(Dataset entries)
···

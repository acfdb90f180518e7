use rust_decimal::Decimal;
use serde::{Deserialize, Serialize};

use super::engine_errors::EngineFailure;
use crate::accounts::AccountRef;

/// Result triple of every engine operation: success flag, the resulting
/// account value, and a structured summary message. Business-rule failures
/// additionally carry their typed kind.
#[derive(Debug, Clone, Serialize, Deserialize)]
#[serde(rename_all = "camelCase")]
pub struct OperationOutcome {
    pub success: bool,
    pub resulting_balance: Decimal,
    pub message: String,
    #[serde(skip_serializing_if = "Option::is_none")]
    pub failure: Option<EngineFailure>,
    #[serde(skip_serializing_if = "Option::is_none")]
    pub record_id: Option<String>,
}

impl OperationOutcome {
    pub fn succeeded(
        resulting_balance: Decimal,
        message: impl Into<String>,
        record_id: impl Into<String>,
    ) -> Self {
        Self {
            success: true,
            resulting_balance,
            message: message.into(),
            failure: None,
            record_id: Some(record_id.into()),
        }
    }

    pub fn failed(resulting_balance: Decimal, failure: EngineFailure) -> Self {
        Self {
            success: false,
            resulting_balance,
            message: failure.to_string(),
            failure: Some(failure),
            record_id: None,
        }
    }
}

/// Direction of an admin balance override
#[derive(Debug, Clone, Copy, PartialEq, Eq, Serialize, Deserialize)]
#[serde(rename_all = "SCREAMING_SNAKE_CASE")]
pub enum AdjustmentDirection {
    Credit,
    Debit,
}

/// One undoable engine mutation. The history is a bounded in-memory view;
/// the ledger stays the only source of truth.
#[derive(Debug, Clone)]
pub enum UndoEntry {
    Income {
        user_id: String,
        account: AccountRef,
        amount: Decimal,
        source: String,
        record_id: String,
    },
    Expense {
        user_id: String,
        account: AccountRef,
        amount: Decimal,
        record_id: String,
    },
    Transfer {
        sender_user_id: String,
        receiver_user_id: String,
        sender_wallet: AccountRef,
        receiver_wallet: AccountRef,
        amount: Decimal,
        sender_record_id: String,
        receiver_record_id: String,
    },
}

···

◆ **THE TASK**
Start at the first line of the entries and stop at the line that contains "message. Business-rule failures". Repeat every line in that span exactly, and nothing beyond it.

◆ **EXERCISE SOLUTION**
repository acfdb90f180518e7
use rust_decimal::Decimal;
use serde::{Deserialize, Serialize};

use super::engine_errors::EngineFailure;
use crate::accounts::AccountRef;

/// Result triple of every engine operation: success flag, the resulting
/// account value, and a structured summary message. Business-rule failures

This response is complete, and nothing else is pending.